CPU0213, a novel endothelin receptor antagonist, ameliorates septic renal lesion by suppressing ET system and NF‐κB in rats 1

Aim: To examine whether a novel endothelin receptor antagonist, CPU0213, is effective in relieving the acute renal failure (ARF) of septic shock by suppressing the activated endothelin‐reactive oxygen species (ET‐ROS) pathway and nuclear factor kappa B (NF‐κB). Methods: The cecum was ligated and punctured in rats under anesthesia. CPU0213 (30 mg·kg −1 ·d −1 , bid, sc×3 d) was administered 8 h after surgical operation.

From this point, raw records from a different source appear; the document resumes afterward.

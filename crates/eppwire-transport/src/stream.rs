use std::io::{ErrorKind, Read, Write};
use std::net::{Shutdown, SocketAddr, TcpStream};
use std::time::Duration;

use rustls::{ClientConnection, StreamOwned};
use tracing::debug;

use crate::error::Result;

/// A connected registry stream; implements Read + Write.
///
/// This is the I/O type returned by [`crate::connect`]. It wraps either a
/// plain TCP socket or a TCP socket carrying a completed TLS session.
pub struct EppStream {
    inner: EppStreamInner,
}

enum EppStreamInner {
    Plain(TcpStream),
    Tls(Box<StreamOwned<ClientConnection, TcpStream>>),
}

impl Read for EppStream {
    fn read(&mut self, buf: &mut [u8]) -> std::io::Result<usize> {
        match &mut self.inner {
            EppStreamInner::Plain(stream) => stream.read(buf),
            EppStreamInner::Tls(stream) => stream.read(buf),
        }
    }
}

impl Write for EppStream {
    fn write(&mut self, buf: &[u8]) -> std::io::Result<usize> {
        match &mut self.inner {
            EppStreamInner::Plain(stream) => stream.write(buf),
            EppStreamInner::Tls(stream) => stream.write(buf),
        }
    }

    fn flush(&mut self) -> std::io::Result<()> {
        match &mut self.inner {
            EppStreamInner::Plain(stream) => stream.flush(),
            EppStreamInner::Tls(stream) => stream.flush(),
        }
    }
}

impl EppStream {
    pub(crate) fn plain(stream: TcpStream) -> Self {
        Self {
            inner: EppStreamInner::Plain(stream),
        }
    }

    pub(crate) fn tls(stream: StreamOwned<ClientConnection, TcpStream>) -> Self {
        Self {
            inner: EppStreamInner::Tls(Box::new(stream)),
        }
    }

    fn socket(&self) -> &TcpStream {
        match &self.inner {
            EppStreamInner::Plain(stream) => stream,
            EppStreamInner::Tls(stream) => &stream.sock,
        }
    }

    /// Whether the stream carries a TLS session.
    pub fn is_tls(&self) -> bool {
        matches!(self.inner, EppStreamInner::Tls(_))
    }

    /// Address of the connected server.
    pub fn peer_addr(&self) -> Result<SocketAddr> {
        self.socket().peer_addr().map_err(Into::into)
    }

    /// Set read timeout on the underlying socket.
    pub fn set_read_timeout(&self, timeout: Option<Duration>) -> Result<()> {
        self.socket().set_read_timeout(timeout).map_err(Into::into)
    }

    /// Set write timeout on the underlying socket.
    pub fn set_write_timeout(&self, timeout: Option<Duration>) -> Result<()> {
        self.socket()
            .set_write_timeout(timeout)
            .map_err(Into::into)
    }

    /// Close the stream.
    ///
    /// TLS streams first try to send a close_notify alert. Failures are
    /// logged and ignored: the peer may already have gone away.
    pub fn shutdown(&mut self) {
        if let EppStreamInner::Tls(stream) = &mut self.inner {
            stream.conn.send_close_notify();
            while stream.conn.wants_write() {
                match stream.conn.write_tls(&mut stream.sock) {
                    Ok(0) => break,
                    Ok(_) => {}
                    Err(err) => {
                        debug!(error = %err, "close_notify not delivered");
                        break;
                    }
                }
            }
        }

        match self.socket().shutdown(Shutdown::Both) {
            Ok(()) => {}
            Err(err) if err.kind() == ErrorKind::NotConnected => {}
            Err(err) => debug!(error = %err, "socket shutdown failed"),
        }
    }
}

impl std::fmt::Debug for EppStream {
    fn fmt(&self, f: &mut std::fmt::Formatter<'_>) -> std::fmt::Result {
        let kind = match &self.inner {
            EppStreamInner::Plain(_) => "tcp",
            EppStreamInner::Tls(_) => "tls",
        };
        let mut dbg = f.debug_struct("EppStream");
        dbg.field("type", &kind);
        if let Ok(addr) = self.socket().peer_addr() {
            dbg.field("peer", &addr);
        }
        dbg.finish()
    }
}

Results: In the untreated septic shock group, the mean arterial pressure and survival rate were markedly decreased ( P <0.01), and heart rate, weight index of kidney, serum creatinine and blood urea nitrogen, 24 h urinary protein and creatinine were significantly increased ( P <0.01). The levels of ET‐1, total NO synthetase (tNOS), indusible nitric oxide synthetase (iNOS), nitric oxide (NO), and ROS in serum and the renal cortex were markedly increased ( P <0.01). The upregulation of the mRNA levels of preproET‐1, endothelin converting enzyme, ET A , ET B , iNOS, and tumor necrosis factor‐alpha in the renal cortex was significant ( P <0.01). The protein amount of activated NF‐κB was significantly increased ( P <0.01) in comparison with the sham operation group. All of these changes were significantly reversed after CPU0213 administration. Conclusion: Upregulation of the ET signaling pathway and NF‐κB play an important role in the ARF of septic shock. Amelioration of renal lesions was achieved by suppressing the ET A and ET B receptors in the renal cortex following CPU0213 medication.